What: Two simultaneous updates - the addition of DV360 API, SDF, and Bid Manager API support to Google's existing "Google Advertising and Measurement Community" Discord server, and a structural overhaul of the DV360 API and SDF documentation introducing Task guides, Concept guides, and updated navigation highlighting currently-supported versions. Discord does not support native RSS feeds, meaning the new announcement channel is not subscribable through standard feed readers without third-party bots or custom integrations.
When: Announced on March 24, 2026, through the Google Ads Developer Blog by Trevor Mulchay of the Display & Video 360 API Team.
Where: The Discord server is accessible via Google's invite link. The updated documentation is hosted on the official Display & Video 360 API developer documentation site. The announcement was published on the Google Ads Developer Blog at ads-developers.googleblog.com.
Why: Google is extending the developer community infrastructure established with the July 2025 Discord server launch to cover its enterprise programmatic platform.
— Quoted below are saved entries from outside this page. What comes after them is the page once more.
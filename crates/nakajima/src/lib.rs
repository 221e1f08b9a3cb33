//! # Nakajima
//!
//! Crystals of modified Nakajima monomials for symmetrizable Kac-Moody
//! algebras.
//!
//! ## Features
//!
//! - **Exact Arithmetic**: exponents, weights and pairings never overflow
//! - **Cartan Data**: finite types A-G, affine `A_n^(1)`, or any generalized
//!   Cartan matrix through the `CartanDatum` trait
//! - **Two Realizations**: `B(infinity)` and `B(Lambda)` in Y-monomials,
//!   `B(infinity)` also in A-monomials
//!
//! ## Quick Start
//!
//! ```
//! use std::sync::Arc;
//! use nakajima::prelude::*;
//!
//! let b4: CartanType = "B4".parse().unwrap();
//! let crystal = InfinityCrystal::new(Arc::new(b4), None, Flavor::Y).unwrap();
//! let one = crystal.module_generators()[0].clone();
//! let m = crystal.f_string(&one, &[1, 3, 4]).unwrap().unwrap();
//! assert_eq!(crystal.e_string(&m, &[4, 3, 1]).unwrap(), Some(one));
//! ```

#![warn(missing_docs)]
#![warn(clippy::all)]
#![warn(clippy::pedantic)]

pub use nakajima_cartan as cartan;
pub use nakajima_crystals as crystals;
pub use nakajima_integers as integers;

/// Prelude module for convenient imports.
pub mod prelude {
    pub use nakajima_cartan::{CartanDatum, CartanFamily, CartanKind, CartanType, TypedWeight, Weight};
    pub use nakajima_crystals::{
        Cardinality, CommutationMatrix, Crystal, CrystalConfig, CrystalError, CrystalRegistry, Flavor,
        HighestWeightCrystal, InfinityCrystal, Monomial,
    };
    pub use nakajima_integers::Integer;
}
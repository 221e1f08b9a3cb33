//! Construction options for crystal containers.

use crate::commutation::CommutationMatrix;
use crate::monomial::Flavor;

/// Options shared by the crystal containers.
#[derive(Clone, Debug, PartialEq, Eq)]
pub struct CrystalConfig {
    /// Variables the elements are written in.
    pub flavor: Flavor,
    /// Commutation matrix; the standard choice when `None`.
    pub commutation: Option<CommutationMatrix>,
    /// Minimum rank before one-step neighbourhoods are computed in parallel.
    pub parallel_threshold: usize,
}

impl Default for CrystalConfig {
    fn default() -> Self {
        Self {
            flavor: Flavor::Y,
            commutation: None,
            parallel_threshold: 8,
        }
    }
}

impl CrystalConfig {
    /// Sets the flavor.
    #[must_use]
    pub fn with_flavor(mut self, flavor: Flavor) -> Self {
        self.flavor = flavor;
        self
    }

    /// Sets an explicit commutation matrix.
    #[must_use]
    pub fn with_commutation(mut self, commutation: CommutationMatrix) -> Self {
        self.commutation = Some(commutation);
        self
    }

    /// Sets the parallel threshold.
    #[must_use]
    pub fn with_parallel_threshold(mut self, threshold: usize) -> Self {
        self.parallel_threshold = threshold;
        self
    }
}
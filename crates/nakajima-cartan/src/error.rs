//! Errors raised while building Cartan data.

use thiserror::Error;

/// Errors that can occur when constructing matrices, Cartan types or weights.
#[derive(Clone, Debug, PartialEq, Eq, Error)]
pub enum CartanError {
    /// A row of a matrix literal has the wrong length.
    #[error("row {row} has {found} entries, expected {expected}")]
    RaggedRows {
        /// Offending row.
        row: usize,
        /// Length of the first row.
        expected: usize,
        /// Length of the offending row.
        found: usize,
    },

    /// A Cartan matrix must be square.
    #[error("Cartan matrix must be square, got {rows}x{cols}")]
    NotSquare {
        /// Number of rows.
        rows: usize,
        /// Number of columns.
        cols: usize,
    },

    /// A diagonal entry of a Cartan matrix differs from 2.
    #[error("diagonal entry {index} of a Cartan matrix must be 2")]
    DiagonalNotTwo {
        /// Position on the diagonal.
        index: usize,
    },

    /// An off-diagonal entry of a Cartan matrix is positive.
    #[error("off-diagonal entry ({row}, {col}) of a Cartan matrix must be nonpositive")]
    PositiveOffDiagonal {
        /// Row of the entry.
        row: usize,
        /// Column of the entry.
        col: usize,
    },

    /// `a_ij = 0` but `a_ji != 0`.
    #[error("entries ({row}, {col}) and ({col}, {row}) must vanish together")]
    AsymmetricZero {
        /// Row of the entry.
        row: usize,
        /// Column of the entry.
        col: usize,
    },

    /// A lattice matrix does not have one row and one column per label.
    #[error("{labels} labels need a {labels}x{labels} Cartan matrix, got {rows}x{cols}")]
    IndexSetMismatch {
        /// Number of labels in the index set.
        labels: usize,
        /// Number of rows.
        rows: usize,
        /// Number of columns.
        cols: usize,
    },

    /// The rank is not allowed for the requested family.
    #[error("type {family}{rank} does not exist")]
    InvalidRank {
        /// Family letter.
        family: char,
        /// Requested rank.
        rank: usize,
    },

    /// A type string could not be parsed.
    #[error("cannot parse Cartan type {0:?}")]
    UnknownType(String),

    /// A weight mentions an index outside the index set.
    #[error("index {0} is not in the index set")]
    IndexNotInIndexSet(usize),
}
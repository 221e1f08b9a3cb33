//! Error types for commutation matrices and crystal operators.
//!
//! A missing crystal edge is not an error: `e_i` and `f_i` return
//! `Ok(None)` for it.

use nakajima_cartan::{CartanError, Weight};
use nakajima_integers::Integer;
use thiserror::Error;

use crate::exponents::Level;

/// Reasons a commutation matrix is rejected.
#[derive(Clone, Debug, PartialEq, Eq, Error)]
pub enum CommutationError {
    /// The matrix does not match the rank of the Cartan datum.
    #[error("the c matrix must be {expected}x{expected}, got {rows}x{cols}")]
    Dimension {
        /// Rank of the Cartan datum.
        expected: usize,
        /// Rows supplied.
        rows: usize,
        /// Columns supplied.
        cols: usize,
    },

    /// A diagonal entry is nonzero.
    #[error("the c matrix must have 0's on the diagonal, found {value} at ({index}, {index})")]
    NonzeroDiagonal {
        /// Position on the diagonal.
        index: usize,
        /// Offending value.
        value: Integer,
    },

    /// An entry is negative, so shifted levels could drop below zero.
    #[error("the c matrix must have nonnegative entries, found {value} at ({i}, {j})")]
    NegativeEntry {
        /// Row of the entry.
        i: usize,
        /// Column of the entry.
        j: usize,
        /// The offending value.
        value: Integer,
    },

    /// `c_ij + c_ji != 1`.
    #[error("transpose entries do not sum to 1: c[{i}][{j}] + c[{j}][{i}] = {sum}")]
    NotComplementary {
        /// Row of the first entry.
        i: usize,
        /// Column of the first entry.
        j: usize,
        /// The offending sum.
        sum: Integer,
    },

    /// The matrix literal itself is malformed.
    #[error(transparent)]
    Malformed(#[from] CartanError),
}

/// Errors raised by crystal containers and the monomial algebra.
#[derive(Clone, Debug, PartialEq, Eq, Error)]
pub enum CrystalError {
    /// An operator was called with an index outside the index set.
    #[error("index {0} is not in the index set")]
    IndexNotInIndexSet(usize),

    /// A caller-supplied exponent map has a negative level.
    #[error("level {level} of ({index},{level}) must be a nonnegative integer")]
    NegativeLevel {
        /// Index of the offending key.
        index: usize,
        /// The negative level.
        level: Level,
    },

    /// The shifted column of an index falls outside the Cartan matrix.
    ///
    /// Happens only when a datum's labels disagree with its type flag,
    /// e.g. a finite datum labeled from `0`.
    #[error("index {index} does not address a column of the Cartan matrix")]
    ColumnOutOfRange {
        /// The crystal index.
        index: usize,
    },

    /// A level of `A_{i,k}` does not fit in a machine word.
    #[error("level of a factor for index {index} overflows")]
    LevelOverflow {
        /// The crystal index.
        index: usize,
    },

    /// A highest weight crystal was requested for a non-dominant weight.
    #[error("weight {0} is not dominant")]
    NotDominant(Weight),

    /// Highest weight crystals are realized with Y-monomials only.
    #[error("highest weight crystals require Y-monomials")]
    UnsupportedFlavor,

    /// The commutation matrix was rejected.
    #[error(transparent)]
    Commutation(#[from] CommutationError),

    /// The weight could not be attached to the datum.
    #[error(transparent)]
    Cartan(#[from] CartanError),
}
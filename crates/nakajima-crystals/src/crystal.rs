//! The interface shared by monomial crystal containers.

use std::fmt;
use std::sync::Arc;

use nakajima_cartan::{CartanDatum, Weight};
use nakajima_integers::Integer;
use rayon::prelude::*;

use crate::algebra::MonomialAlgebra;
use crate::commutation::CommutationMatrix;
use crate::error::CrystalError;
use crate::exponents::Key;
use crate::monomial::{Flavor, Monomial};

/// Whether a crystal has finitely many elements.
#[derive(Clone, Copy, Debug, PartialEq, Eq, Hash)]
pub enum Cardinality {
    /// Finitely many elements.
    Finite,
    /// Infinitely many elements.
    Infinite,
}

/// One-step neighbours of a monomial, one entry per index.
pub type Neighbours = Vec<(usize, Option<Monomial>)>;

/// A crystal whose elements are modified Nakajima monomials.
///
/// Implementors fix the Cartan datum, the commutation matrix and the
/// flavor, and decide when `f_i` has an edge. Everything else is derived
/// from [`MonomialAlgebra`].
pub trait Crystal: fmt::Display {
    /// The Cartan datum the crystal is built on.
    type Datum: CartanDatum;

    /// Returns the Cartan datum.
    fn datum(&self) -> &Arc<Self::Datum>;

    /// Returns the commutation matrix.
    fn c(&self) -> &CommutationMatrix;

    /// Variables the elements are written in.
    fn flavor(&self) -> Flavor;

    /// The generators of the crystal.
    fn module_generators(&self) -> &[Monomial];

    /// Whether the crystal is finite.
    fn cardinality(&self) -> Cardinality;

    /// Rank at which [`raise_all`](Self::raise_all) and
    /// [`lower_all`](Self::lower_all) switch to parallel evaluation.
    fn parallel_threshold(&self) -> usize;

    /// Applies `f_i`; `Ok(None)` when there is no edge.
    ///
    /// # Errors
    ///
    /// Returns [`CrystalError::IndexNotInIndexSet`] for an unknown index.
    fn f(&self, monomial: &Monomial, index: usize) -> Result<Option<Monomial>, CrystalError>;

    /// The operators bound to this crystal's datum and commutation matrix.
    fn algebra(&self) -> MonomialAlgebra<'_, Self::Datum> {
        MonomialAlgebra::new(self.datum().as_ref(), self.c())
    }

    /// The index set of the datum.
    fn index_set(&self) -> &[usize] {
        self.datum().index_set()
    }

    /// Applies `e_i`; `Ok(None)` when there is no edge.
    ///
    /// # Errors
    ///
    /// Returns [`CrystalError::IndexNotInIndexSet`] for an unknown index.
    fn e(&self, monomial: &Monomial, index: usize) -> Result<Option<Monomial>, CrystalError> {
        self.algebra().e(monomial, index)
    }

    /// Weight of an element.
    ///
    /// # Errors
    ///
    /// Fails if the monomial mentions an index outside the index set.
    fn weight(&self, monomial: &Monomial) -> Result<Weight, CrystalError> {
        self.algebra().weight(monomial)
    }

    /// `phi_i` of an element.
    ///
    /// # Errors
    ///
    /// Returns [`CrystalError::IndexNotInIndexSet`] for an unknown index.
    fn phi(&self, monomial: &Monomial, index: usize) -> Result<Integer, CrystalError> {
        self.algebra().phi(monomial, index)
    }

    /// `epsilon_i` of an element.
    ///
    /// # Errors
    ///
    /// Returns [`CrystalError::IndexNotInIndexSet`] for an unknown index.
    fn epsilon(&self, monomial: &Monomial, index: usize) -> Result<Integer, CrystalError> {
        self.algebra().epsilon(monomial, index)
    }

    /// Builds a monomial of this crystal's flavor from `{(i, k): exponent}`
    /// entries.
    ///
    /// # Errors
    ///
    /// Fails on a negative level or an index outside the index set.
    fn monomial<I, E>(&self, entries: I) -> Result<Monomial, CrystalError>
    where
        I: IntoIterator<Item = (Key, E)>,
        E: Into<Integer>,
        Self: Sized,
    {
        let monomial = Monomial::from_map(self.flavor(), entries)?;
        let datum = self.datum();
        if let Some(stray) = monomial.indices().into_iter().find(|&i| !datum.contains(i)) {
            return Err(CrystalError::IndexNotInIndexSet(stray));
        }
        Ok(monomial)
    }

    /// Applies `e_{i_1}`, then `e_{i_2}`, and so on, stopping at the first
    /// missing edge.
    ///
    /// # Errors
    ///
    /// Returns [`CrystalError::IndexNotInIndexSet`] for an unknown index.
    fn e_string(&self, monomial: &Monomial, indices: &[usize]) -> Result<Option<Monomial>, CrystalError> {
        let mut current = monomial.clone();
        for &i in indices {
            match self.e(&current, i)? {
                Some(next) => current = next,
                None => return Ok(None),
            }
        }
        Ok(Some(current))
    }

    /// Applies `f_{i_1}`, then `f_{i_2}`, and so on, stopping at the first
    /// missing edge.
    ///
    /// # Errors
    ///
    /// Returns [`CrystalError::IndexNotInIndexSet`] for an unknown index.
    fn f_string(&self, monomial: &Monomial, indices: &[usize]) -> Result<Option<Monomial>, CrystalError> {
        let mut current = monomial.clone();
        for &i in indices {
            match self.f(&current, i)? {
                Some(next) => current = next,
                None => return Ok(None),
            }
        }
        Ok(Some(current))
    }

    /// `e_i(M)` for every index `i`, in index-set order.
    ///
    /// # Errors
    ///
    /// Fails if the monomial mentions an index outside the index set.
    fn raise_all(&self, monomial: &Monomial) -> Result<Neighbours, CrystalError>
    where
        Self: Sync,
    {
        neighbours(self.index_set(), self.parallel_threshold(), |i| self.e(monomial, i))
    }

    /// `f_i(M)` for every index `i`, in index-set order.
    ///
    /// # Errors
    ///
    /// Fails if the monomial mentions an index outside the index set.
    fn lower_all(&self, monomial: &Monomial) -> Result<Neighbours, CrystalError>
    where
        Self: Sync,
    {
        neighbours(self.index_set(), self.parallel_threshold(), |i| self.f(monomial, i))
    }
}

fn neighbours<F>(indices: &[usize], threshold: usize, op: F) -> Result<Neighbours, CrystalError>
where
    F: Fn(usize) -> Result<Option<Monomial>, CrystalError> + Sync,
{
    if indices.len() < threshold {
        return indices.iter().map(|&i| op(i).map(|m| (i, m))).collect();
    }
    indices.par_iter().map(|&i| op(i).map(|m| (i, m))).collect()
}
The documentation overhaul addresses complexity accumulated through six years of API versioning, SDF format revisions, and feature additions. The choice of Discord over Google's own indexable forums prioritises real-time engagement at the cost of searchability, archivability, and RSS compatibility - a trade-off with direct workflow implications for development teams monitoring product changes through feed readers.